Endoscopic ultrasound (EUS) is continuously stepping into the therapeutic arena, simultaneously evolving in different directions, such as the management of pancreatic and biliary diseases, celiac neurolysis, delivering local intratumoral therapy, and EUS-guided endosurgery. EUS-guided vascular procedures are also challenging, considering the variety of vascular pathology, proximity of the vascular structures to the GI tract wall, high resolution, and real-time guidance offering an attractive access route and precise delivery of the intervention. The literature on vascular therapeutic EUS demonstrates techniques for the management of upper GI variceal and nonvariceal bleeding, pseudoaneurysms, and coiling and embolization procedures, as well as the creation of intrahepatic portosystemic shunts. The paucity of studies, diversity of study designs, and the number of animal model studies hamper a systematic approach to the conclusion and decision making important to clinicians and healthcare policy makers. Nevertheless, theoretical benefits and findings up to date concerning technical feasibility, efficacy, and safety of the procedures drive further research and development in this rather young therapeutic arena.
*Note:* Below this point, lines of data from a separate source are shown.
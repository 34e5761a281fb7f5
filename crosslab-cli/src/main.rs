//! CrossLab CLI — moving-average crossover backtests from the terminal.
//!
//! Commands:
//! - `run` — one backtest from a TOML config and/or flags
//! - `sweep` — a grid of `(short, long)` windows ranked by total return
//! - `sentiment` — keyword tags for headlines
//!
//! Reports go to stdout; logs go to stderr.

use anyhow::{bail, Context, Result};
use chrono::{Local, NaiveDate};
use clap::{Args, Parser, Subcommand, ValueEnum};
use std::path::PathBuf;
use tracing::debug;
use tracing_subscriber::EnvFilter;

use crosslab_core::sentiment::tag_headlines;
use crosslab_runner::{
    export_json, format_summary, format_sweep, load_series, run_from_config, series_csv, sweep,
    BacktestConfig, DataSourceKind, ParamGrid,
};

#[derive(Parser)]
#[command(
    name = "crosslab",
    about = "CrossLab CLI — dual moving-average crossover backtester"
)]
struct Cli {
    /// Verbose logging (debug level) on stderr.
    #[arg(short, long, global = true, default_value_t = false)]
    verbose: bool,

    #[command(subcommand)]
    command: Commands,
}

#[derive(Subcommand)]
enum Commands {
    /// Run one backtest and print a report.
    Run {
        #[command(flatten)]
        common: CommonArgs,

        /// Short moving-average window.
        #[arg(long)]
        short: Option<usize>,

        /// Long moving-average window.
        #[arg(long)]
        long: Option<usize>,

        /// Report format.
        #[arg(long, value_enum, default_value_t = Format::Text)]
        format: Format,
    },
    /// Run every short/long pair and print a leaderboard.
    Sweep {
        #[command(flatten)]
        common: CommonArgs,

        /// Comma-separated short windows.
        #[arg(long, value_delimiter = ',', default_values_t = [10usize, 20, 30])]
        short: Vec<usize>,

        /// Comma-separated long windows.
        #[arg(long, value_delimiter = ',', default_values_t = [50usize, 100, 200])]
        long: Vec<usize>,

        /// Print the leaderboard as JSON.
        #[arg(long, default_value_t = false)]
        json: bool,
    },
    /// Tag headlines as Positive, Negative or Neutral (first five only).
    Sentiment {
        #[arg(required = true)]
        headlines: Vec<String>,
    },
}

/// Flags shared by `run` and `sweep`. Flags override the config file.
#[derive(Args)]
struct CommonArgs {
    /// Path to a TOML config file.
    #[arg(long)]
    config: Option<PathBuf>,

    /// Ticker symbol.
    #[arg(long)]
    symbol: Option<String>,

    /// Start date (YYYY-MM-DD). Defaults to one year before end.
    #[arg(long)]
    start: Option<String>,

    /// End date (YYYY-MM-DD), exclusive. Defaults to today.
    #[arg(long)]
    end: Option<String>,

    /// Initial investment.
    #[arg(long)]
    initial: Option<f64>,

    /// Read closes from a CSV file instead of Yahoo Finance.
    #[arg(long, conflicts_with = "synthetic")]
    csv: Option<PathBuf>,

    /// Use seeded synthetic prices (offline).
    #[arg(long, default_value_t = false)]
    synthetic: bool,

    /// Seed for --synthetic.
    #[arg(long, requires = "synthetic")]
    seed: Option<u64>,
}

#[derive(Clone, Copy, ValueEnum)]
enum Format {
    Text,
    Json,
    Csv,
}

fn main() -> Result<()> {
    let cli = Cli::parse();
    init_tracing(cli.verbose);

    match cli.command {
        Commands::Run {
            common,
            short,
            long,
            format,
        } => run_cmd(&common, short, long, format),
        Commands::Sweep {
            common,
            short,
            long,
            json,
        } => sweep_cmd(&common, short, long, json),
        Commands::Sentiment { headlines } => {
            for tagged in tag_headlines(headlines.as_slice()) {
                println!("{:<8}  {}", tagged.sentiment, tagged.title);
            }
            Ok(())
        }
    }
}

fn init_tracing(verbose: bool) {
    let default = if verbose { "debug" } else { "warn" };
    let filter = EnvFilter::try_from_default_env().unwrap_or_else(|_| EnvFilter::new(default));
    tracing_subscriber::fmt()
        .with_env_filter(filter)
        .with_writer(std::io::stderr)
        .init();
}

fn parse_date(flag: &str, value: &str) -> Result<NaiveDate> {
    NaiveDate::parse_from_str(value, "%Y-%m-%d")
        .with_context(|| format!("--{flag} must be YYYY-MM-DD, got '{value}'"))
}

/// Load the config file (or defaults) and apply flag overrides.
fn build_config(common: &CommonArgs) -> Result<BacktestConfig> {
    let mut config = match &common.config {
        Some(path) => BacktestConfig::from_file(path)?,
        None => BacktestConfig::default(),
    };

    if let Some(symbol) = &common.symbol {
        config.backtest.symbol = symbol.clone();
    }
    if let Some(start) = &common.start {
        config.backtest.start_date = Some(parse_date("start", start)?);
    }
    if let Some(end) = &common.end {
        config.backtest.end_date = Some(parse_date("end", end)?);
    }
    if let Some(initial) = common.initial {
        config.backtest.initial_investment = initial;
    }
    if let Some(path) = &common.csv {
        config.data.source = DataSourceKind::Csv;
        config.data.path = Some(path.clone());
    }
    if common.synthetic {
        config.data.source = DataSourceKind::Synthetic;
        config.data.seed = common.seed;
    }
    Ok(config)
}

fn today() -> NaiveDate {
    Local::now().date_naive()
}

fn run_cmd(
    common: &CommonArgs,
    short: Option<usize>,
    long: Option<usize>,
    format: Format,
) -> Result<()> {
    let mut config = build_config(common)?;
    if let Some(short) = short {
        config.strategy.short_window = short;
    }
    if let Some(long) = long {
        config.strategy.long_window = long;
    }
    debug!(run_id = %config.run_id()?, "resolved config");

    let result = run_from_config(&config, today())?;

    match format {
        Format::Text => print!("{}", format_summary(&result)),
        Format::Json => println!("{}", export_json(&result)?),
        Format::Csv => print!("{}", series_csv(&result)?),
    }
    Ok(())
}

fn sweep_cmd(common: &CommonArgs, short: Vec<usize>, long: Vec<usize>, json: bool) -> Result<()> {
    let config = build_config(common)?;
    let grid = ParamGrid {
        short_windows: short,
        long_windows: long,
    };
    if grid.size() == 0 {
        bail!("no (short, long) pair with short < long in the grid");
    }

    config.validate(today())?;
    let loaded = load_series(&config, today())?;
    let results = sweep(&loaded, &grid, config.backtest.initial_investment);

    if json {
        println!("{}", serde_json::to_string_pretty(&results)?);
    } else {
        println!(
            "{} {}..{} ({} bars)",
            loaded.symbol,
            loaded
                .series
                .first_date()
                .map(|d| d.to_string())
                .unwrap_or_default(),
            loaded
                .series
                .last_date()
                .map(|d| d.to_string())
                .unwrap_or_default(),
            loaded.series.len()
        );
        print!("{}", format_sweep(&results));
    }
    Ok(())
}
Since its beginning in the 1980s, EUS has evolved into a powerful diagnostic tool used widely for a number of GI conditions, successfully replacing other “gold standard” diagnostic modalities. In recent years, EUS is expanding to the interventional arena, usurping the management of pathology that was traditionally in the domain of therapeutic endoscopy, interventional radiology, and surgery. Therapeutic endoscopic ultrasonography (T-EUS) is developing simultaneously in different areas, such as the management of pancreatic and biliary diseases (e.g., pseudocyst drainage, cholangiopancreatography, etc.), celiac neurolysis, delivering local intratumoral therapy, EUS-guided endosurgery, and vascular procedures [
PubMed/MEDLINE was searched to identify relevant publications in English. The following search string was used: {(EUS-guided or endosonography guided or endosonographic guidance or endoscopic ultrasound guidance or endoscopic ultrasound guided or echo-endosonography guided or echo-endosonographic guidance or endoscopic Doppler US guided or endoscopic Doppler ultrasound guided or endoscopic Doppler US guidance) AND (vascular or EUS-guided or varices or nonvariceal or pseudoaneurysm or Dieulafoy or Dieulafoy’s or porto-systemic shunt)}. The final search was launched on January 29, 2013, with no time restrictions. Additionally, the Cochrane Library was searched.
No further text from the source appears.